Using the records that follow, copy every line containing the word "PruneConfig".

Start of Supplied records

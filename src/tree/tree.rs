use crate::config::ConfigIO;
use crate::data::{Attribute, AttributeKind, AttributeSet};
use crate::errors::DTreeError;
use crate::node::{Node, Slot, Summary};
use serde::{Deserialize, Serialize};
use std::sync::Arc;

/// A decision or regression tree.
///
/// Nodes live in an arena with the root at index 0. Test nodes refer to their
/// children by arena index through owned slots, aliased slots never own a node,
/// so every reachable node is owned exactly once.
#[derive(Deserialize, Serialize, Clone, Debug)]
pub struct Tree {
    pub attributes: Arc<AttributeSet>,
    pub target: usize,
    pub nodes: Vec<Node>,
    /// Number of levels, a single leaf has height 1.
    pub height: usize,
    /// Number of reachable nodes.
    pub size: usize,
    pub leaves: usize,
    /// Root evaluation of every attribute, filled by evaluation-only growing.
    #[serde(default)]
    pub attribute_scores: Option<Vec<Option<f64>>>,
}

impl Tree {
    /// A tree consisting of a single leaf.
    pub fn new(attributes: Arc<AttributeSet>, target: usize, root: Summary) -> Result<Self, DTreeError> {
        if target >= attributes.len() {
            return Err(DTreeError::InvalidTarget(target.to_string()));
        }
        let mut tree = Tree {
            attributes,
            target,
            nodes: Vec::new(),
            height: 1,
            size: 1,
            leaves: 1,
            attribute_scores: None,
        };
        tree.push(Node::leaf(root))?;
        Ok(tree)
    }

    /// Append a node to the arena, returning its index.
    pub(crate) fn push(&mut self, node: Node) -> Result<usize, DTreeError> {
        self.nodes.try_reserve(1).map_err(|_| DTreeError::OutOfMemory)?;
        self.nodes.push(node);
        Ok(self.nodes.len() - 1)
    }

    pub fn root(&self) -> &Node {
        &self.nodes[0]
    }

    pub fn node(&self, id: usize) -> &Node {
        &self.nodes[id]
    }

    pub fn target_attribute(&self) -> Option<&Attribute> {
        self.attributes.get(self.target)
    }

    /// Whether the target is nominal (a classification tree).
    pub fn is_nominal(&self) -> bool {
        self.root().summary.is_nominal()
    }

    /// Leaves of the subtree rooted at `id`, following owned slots only.
    pub fn leaves_under(&self, id: usize) -> Vec<usize> {
        let mut leaves = Vec::new();
        let mut stack = vec![id];
        while let Some(n) = stack.pop() {
            match &self.nodes[n].split {
                None => leaves.push(n),
                Some(split) => stack.extend(split.children()),
            }
        }
        leaves
    }

    /// Target statistics of the subtree at `id`, aggregated from its leaves.
    pub fn aggregate(&self, id: usize) -> Summary {
        let mut summary = self.nodes[id].summary.empty_like();
        for leaf in self.leaves_under(id) {
            summary.merge(&self.nodes[leaf].summary);
        }
        summary
    }

    /// Sum of the training errors of the leaves under `id`.
    pub fn subtree_error(&self, id: usize) -> f64 {
        self.leaves_under(id).iter().map(|l| self.nodes[*l].error()).sum()
    }

    /// Replace the subtree at `id` by a leaf aggregated from its leaves.
    /// The removed nodes stay in the arena until the next `compact`.
    pub fn collapse(&mut self, id: usize) {
        if self.nodes[id].is_leaf() {
            return;
        }
        let summary = self.aggregate(id);
        self.nodes[id] = Node::leaf(summary);
    }

    /// Rebuild the arena in pre-order with only the nodes reachable from the root.
    pub fn compact(&mut self) -> Result<(), DTreeError> {
        let mut map: Vec<Option<usize>> = vec![None; self.nodes.len()];
        let mut order = Vec::new();
        let mut stack = vec![0];
        while let Some(id) = stack.pop() {
            match map.get(id) {
                Some(None) => {}
                Some(Some(_)) => return Err(DTreeError::InconsistentTree(format!("node {} is owned twice", id))),
                None => return Err(DTreeError::InconsistentTree(format!("child {} out of range", id))),
            }
            map[id] = Some(order.len());
            order.push(id);
            if let Some(split) = &self.nodes[id].split {
                let children: Vec<usize> = split.children().collect();
                stack.extend(children.into_iter().rev());
            }
        }
        let mut nodes = Vec::new();
        nodes.try_reserve(order.len()).map_err(|_| DTreeError::OutOfMemory)?;
        for old in order {
            let mut node = self.nodes[old].clone();
            if let Some(split) = &mut node.split {
                for slot in split.slots.iter_mut() {
                    if let Slot::Owned(c) = slot {
                        *c = map[*c].ok_or_else(|| DTreeError::InconsistentTree(format!("dangling child {}", c)))?;
                    }
                }
            }
            nodes.push(node);
        }
        self.nodes = nodes;
        self.update_stats();
        Ok(())
    }

    /// Re-derive height, size and number of leaves.
    pub fn update_stats(&mut self) {
        let mut height = 0;
        let mut size = 0;
        let mut leaves = 0;
        let mut stack = vec![(0, 1)];
        while let Some((id, level)) = stack.pop() {
            size += 1;
            height = height.max(level);
            match &self.nodes[id].split {
                None => leaves += 1,
                Some(split) => stack.extend(split.children().map(|c| (c, level + 1))),
            }
        }
        self.height = height;
        self.size = size;
        self.leaves = leaves;
    }

    /// Validate every reachable node against the attribute set.
    pub fn check(&self) -> Result<(), DTreeError> {
        let target = self
            .target_attribute()
            .ok_or_else(|| DTreeError::InvalidTarget(self.target.to_string()))?;
        if self.nodes.is_empty() {
            return Err(DTreeError::InconsistentTree("tree has no root".to_string()));
        }
        let mut seen = vec![false; self.nodes.len()];
        let mut stack = vec![0];
        while let Some(id) = stack.pop() {
            let node = self
                .nodes
                .get(id)
                .ok_or_else(|| DTreeError::InconsistentTree(format!("child {} out of range", id)))?;
            if seen[id] {
                return Err(DTreeError::InconsistentTree(format!("node {} is owned twice", id)));
            }
            seen[id] = true;
            match (&target.kind, &node.summary) {
                (AttributeKind::Nominal(values), Summary::Nominal { frqs, .. }) if frqs.len() == values.len() => {}
                (AttributeKind::Integer | AttributeKind::Continuous, Summary::Metric { .. }) => {}
                _ => {
                    return Err(DTreeError::InconsistentTree(format!(
                        "node {} does not match target {}",
                        id, target.name
                    )))
                }
            }
            let split = match &node.split {
                Some(split) => split,
                None => continue,
            };
            let att = self
                .attributes
                .get(split.attribute)
                .ok_or_else(|| DTreeError::InconsistentTree(format!("node {} tests unknown attribute", id)))?;
            if split.attribute == self.target {
                return Err(DTreeError::InconsistentTree(format!("node {} tests the target", id)));
            }
            let shape_ok = match (&att.kind, split.cut) {
                (AttributeKind::Nominal(values), None) => split.slots.len() == values.len(),
                (AttributeKind::Integer | AttributeKind::Continuous, Some(cut)) => {
                    split.slots.len() == 2 && !cut.is_nan()
                }
                _ => false,
            };
            if !shape_ok {
                return Err(DTreeError::InconsistentTree(format!(
                    "node {} does not match attribute {}",
                    id, att.name
                )));
            }
            for (i, slot) in split.slots.iter().enumerate() {
                match slot {
                    Slot::Owned(c) => stack.push(*c),
                    Slot::Alias(_) => {
                        if split.owner(i).is_none() {
                            return Err(DTreeError::InconsistentTree(format!(
                                "broken alias chain at node {} slot {}",
                                id, i
                            )));
                        }
                    }
                    Slot::Empty => {}
                }
            }
        }
        Ok(())
    }

    /// Flags for the attributes tested anywhere in the tree.
    pub fn used_attributes(&self) -> Vec<bool> {
        let mut used = vec![false; self.attributes.len()];
        let mut stack = vec![0];
        while let Some(id) = stack.pop() {
            if let Some(split) = &self.nodes[id].split {
                used[split.attribute] = true;
                stack.extend(split.children());
            }
        }
        used
    }
}

impl ConfigIO for Tree {
    /// Load a tree from a JSON string, restoring the attribute index and
    /// validating the node shapes.
    fn from_json(json_str: &str) -> Result<Self, DTreeError> {
        let mut tree = serde_json::from_str::<Tree>(json_str).map_err(|e| DTreeError::UnableToRead(e.to_string()))?;
        Arc::make_mut(&mut tree.attributes).reindex();
        tree.check()?;
        tree.update_stats();
        Ok(tree)
    }
}

#[cfg(test)]
mod tests {
    use super::*;
    use crate::node::Split;
    use tempfile::tempdir;

    fn attributes() -> Arc<AttributeSet> {
        Arc::new(
            AttributeSet::from_attributes(vec![
                Attribute::nominal("color", &["red", "green", "blue"]),
                Attribute::continuous("size"),
                Attribute::nominal("class", &["yes", "no"]),
            ])
            .unwrap(),
        )
    }

    /// color: red, blue -> leaf, green -> (size|1.5) with two leaves.
    fn sample_tree() -> Tree {
        let mut tree = Tree::new(attributes(), 2, Summary::nominal(vec![6.0, 4.0])).unwrap();
        let a = tree.push(Node::leaf(Summary::nominal(vec![5.0, 1.0]))).unwrap();
        let b = tree.push(Node::leaf(Summary::nominal(vec![1.0, 3.0]))).unwrap();
        let c = tree.push(Node::leaf(Summary::nominal(vec![1.0, 0.0]))).unwrap();
        let d = tree.push(Node::leaf(Summary::nominal(vec![0.0, 3.0]))).unwrap();
        let mut inner = Split::new(1, Some(1.5), 2);
        inner.slots = vec![Slot::Owned(c), Slot::Owned(d)];
        tree.nodes[b].split = Some(inner);
        let mut split = Split::new(0, None, 3);
        split.slots = vec![Slot::Owned(a), Slot::Owned(b), Slot::Alias(0)];
        tree.nodes[0].split = Some(split);
        tree.update_stats();
        tree
    }

    #[test]
    fn test_stats_and_aggregate() {
        let tree = sample_tree();
        assert_eq!(3, tree.height);
        assert_eq!(5, tree.size);
        assert_eq!(3, tree.leaves);
        assert_eq!(Summary::nominal(vec![6.0, 4.0]), tree.aggregate(0));
        assert_eq!(1.0, tree.subtree_error(0));
        assert_eq!(vec![true, true, false], tree.used_attributes());
        assert!(tree.check().is_ok());
    }

    #[test]
    fn test_collapse_and_compact() {
        let mut tree = sample_tree();
        tree.collapse(2);
        assert_eq!(Summary::nominal(vec![1.0, 3.0]), tree.nodes[2].summary);
        assert_eq!(5, tree.nodes.len());
        tree.compact().unwrap();
        assert_eq!(3, tree.nodes.len());
        assert_eq!(2, tree.height);
        assert_eq!(2, tree.leaves);
        assert!(tree.check().is_ok());
        let split = tree.root().split.as_ref().unwrap();
        assert_eq!(Some(1), split.child(0));
        assert_eq!(Some(1), split.child(2));
        assert_eq!(Some(2), split.child(1));
    }

    #[test]
    fn test_check_rejects_bad_shapes() {
        let mut tree = sample_tree();
        tree.nodes[0].split.as_mut().unwrap().slots.pop();
        assert!(matches!(tree.check(), Err(DTreeError::InconsistentTree(_))));

        let mut tree = sample_tree();
        let split = tree.nodes[0].split.as_mut().unwrap();
        split.slots[0] = Slot::Alias(2);
        assert!(tree.check().is_err());

        let mut tree = sample_tree();
        tree.nodes[2].split.as_mut().unwrap().cut = None;
        assert!(tree.check().is_err());

        let mut tree = sample_tree();
        tree.nodes[3].summary = Summary::metric(1.0, 1.0, 1.0);
        assert!(tree.check().is_err());

        let mut tree = sample_tree();
        tree.nodes[2].split.as_mut().unwrap().slots[1] = Slot::Owned(1);
        assert!(tree.check().is_err());
    }

    #[test]
    fn test_json_round_trip() {
        let tree = sample_tree();
        let dir = tempdir().unwrap();
        let path = dir.path().join("tree.json");
        tree.save(&path).unwrap();
        let loaded = Tree::load(&path).unwrap();
        assert_eq!(tree.nodes, loaded.nodes);
        assert_eq!(tree.target, loaded.target);
        assert_eq!(Some(1), loaded.attributes.index_of("size"));
        assert_eq!(tree.height, loaded.height);
        assert!(Tree::from_json("{\"nodes\": []}").is_err());
    }
}
/// Estimated error of a node turned into a leaf.
pub fn estimate(summary: &Summary, config: &PruneConfig) -> f64 {
    let w = summary.weight();
    let err = summary.error();
    match (config.method, summary) {
        (PruneMethod::Pessimistic, Summary::Nominal { .. }) => (err + config.param).min(w),
        (PruneMethod::Pessimistic, Summary::Metric { .. }) => {
            if w < EPSILON {
                0.0
            } else {
                err + config.param * err / w
            }
        }
        (PruneMethod::Confidence, Summary::Nominal { .. }) => err + added_errors(w, err, config.param),
        (PruneMethod::Confidence, Summary::Metric { .. }) => {
            if w < EPSILON {
                0.0
            } else {
                w * err / chi2_lower((w - 1.0).max(1.0), config.param)
            }
        }
    }
}

fn forced_leaf(tree: &Tree, id: usize, level: usize, config: &PruneConfig) -> bool {
    (config.max_height > 0 && level >= config.max_height) || tree.nodes[id].weight() < config.min_weight
}

/// Prune the subtree at `id` by error estimates, returning its estimated error.
fn prune_estimated(tree: &mut Tree, id: usize, level: usize, config: &PruneConfig) -> f64 {
    let leaf = estimate(&tree.nodes[id].summary, config);
    let children: Vec<usize> = match &tree.nodes[id].split {
        None => return leaf,
        Some(split) => split.children().collect(),
    };
    if forced_leaf(tree, id, level, config) {
        tree.collapse(id);
        return estimate(&tree.nodes[id].summary, config);
    }
    let subtree: f64 = children
        .into_iter()
        .map(|c| prune_estimated(tree, c, level + 1, config))
        .sum();
    // a leaf's observed error is never below its subtree's
    let exact = config.method == PruneMethod::Pessimistic && config.param <= 0.0;
    if !exact && leaf <= subtree * (1.0 + REL_TOLERANCE) {
        debug!("Level {}: collapsed subtree, estimate {} against {}.", level, leaf, subtree);
        tree.collapse(id);
        return estimate(&tree.nodes[id].summary, config);
    }
    subtree
}
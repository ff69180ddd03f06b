//! Rendering of payloads and templates for the terminal.

use clap::ValueEnum;
use serde::Serialize;
use tabled::settings::Style;
use tabled::{Table, Tabled};
use termtree::Tree;

use crate::api::types::{DeploymentTemplate, ElasticsearchPayload, TopologyElement};
use crate::error::Error;
use crate::topology::{Size, format_size};

#[derive(Debug, Clone, Copy, Default, PartialEq, Eq, ValueEnum)]
pub enum OutputFormat {
    #[default]
    Json,
    Table,
    Tree,
}

#[derive(Tabled)]
struct TopologyRow {
    #[tabled(rename = "ID")]
    id: String,
    #[tabled(rename = "Instance configuration")]
    instance_configuration: String,
    #[tabled(rename = "Size")]
    size: String,
    #[tabled(rename = "Zones")]
    zones: u32,
    #[tabled(rename = "Capabilities")]
    capabilities: String,
    #[tabled(rename = "Autoscaling")]
    autoscaling: String,
}

impl From<&TopologyElement> for TopologyRow {
    fn from(element: &TopologyElement) -> Self {
        Self {
            id: element.id.clone(),
            instance_configuration: element.instance_configuration_id.clone().unwrap_or_default(),
            size: element.size.map(|s| format_size(s.value)).unwrap_or_default(),
            zones: element.zone_count,
            capabilities: capabilities(element),
            autoscaling: autoscaling(element),
        }
    }
}

#[derive(Tabled)]
struct TemplateRow {
    #[tabled(rename = "ID")]
    id: String,
    #[tabled(rename = "Name")]
    name: String,
    #[tabled(rename = "Topologies")]
    topologies: String,
}

fn capabilities(element: &TopologyElement) -> String {
    if let Some(roles) = &element.node_roles {
        return roles.join(",");
    }

    let Some(node_type) = element.node_type else {
        return String::new();
    };
    [
        ("data", node_type.data),
        ("master", node_type.master),
        ("ingest", node_type.ingest),
        ("ml", node_type.ml),
    ]
    .iter()
    .filter(|(_, enabled)| *enabled == Some(true))
    .map(|(name, _)| *name)
    .collect::<Vec<_>>()
    .join(",")
}

fn autoscaling(element: &TopologyElement) -> String {
    let bound = |size: Option<Size>| size.map(|s| format_size(s.value));
    match (bound(element.autoscaling_min), bound(element.autoscaling_max)) {
        (None, None) => "-".to_string(),
        (min, max) => format!(
            "{}..{}",
            min.unwrap_or_default(),
            max.unwrap_or_default()
        ),
    }
}

pub fn to_json<T: Serialize>(value: &T) -> Result<String, Error> {
    Ok(serde_json::to_string_pretty(value)?)
}

pub fn render_payload(payload: &ElasticsearchPayload, format: OutputFormat) -> Result<String, Error> {
    match format {
        OutputFormat::Json => to_json(payload),
        OutputFormat::Table => Ok(topology_table(&payload.plan.cluster_topology)),
        OutputFormat::Tree => Ok(payload_tree(payload).to_string()),
    }
}

pub fn render_template(template: &DeploymentTemplate, format: OutputFormat) -> Result<String, Error> {
    match format {
        OutputFormat::Json => to_json(template),
        OutputFormat::Table => Ok(template
            .elasticsearch()
            .map(|es| topology_table(&es.plan.cluster_topology))
            .unwrap_or_default()),
        OutputFormat::Tree => Ok(template
            .elasticsearch()
            .map(|es| payload_tree(es).to_string())
            .unwrap_or_default()),
    }
}

pub fn template_table(templates: &[DeploymentTemplate]) -> String {
    let rows = templates.iter().map(|t| TemplateRow {
        id: t.id.clone(),
        name: t.name.clone(),
        topologies: t
            .elasticsearch()
            .map(|es| {
                es.plan
                    .cluster_topology
                    .iter()
                    .map(|e| e.id.as_str())
                    .collect::<Vec<_>>()
                    .join(",")
            })
            .unwrap_or_default(),
    });

    Table::new(rows).with(Style::rounded()).to_string()
}

fn topology_table(elements: &[TopologyElement]) -> String {
    Table::new(elements.iter().map(TopologyRow::from))
        .with(Style::rounded())
        .to_string()
}

fn payload_tree(payload: &ElasticsearchPayload) -> Tree<String> {
    let version = payload
        .plan
        .elasticsearch
        .version
        .as_deref()
        .unwrap_or("unknown");
    let mut root = Tree::new(format!("{} ({})", payload.ref_id, version));

    for element in &payload.plan.cluster_topology {
        let row = TopologyRow::from(element);
        let mut leaves = vec![
            format!("size: {}", row.size),
            format!("zones: {}", row.zones),
        ];
        if !row.instance_configuration.is_empty() {
            leaves.push(format!("instance configuration: {}", row.instance_configuration));
        }
        if !row.capabilities.is_empty() {
            leaves.push(format!("capabilities: {}", row.capabilities));
        }
        if row.autoscaling != "-" {
            leaves.push(format!("autoscaling: {}", row.autoscaling));
        }
        root.push(Tree::new(row.id).with_leaves(leaves));
    }

    root
}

End of Supplied records

● **Answer to the problem**:
pub fn estimate(summary: &Summary, config: &PruneConfig) -> f64 {
fn forced_leaf(tree: &Tree, id: usize, level: usize, config: &PruneConfig) -> bool {
fn prune_estimated(tree: &mut Tree, id: usize, level: usize, config: &PruneConfig) -> f64 {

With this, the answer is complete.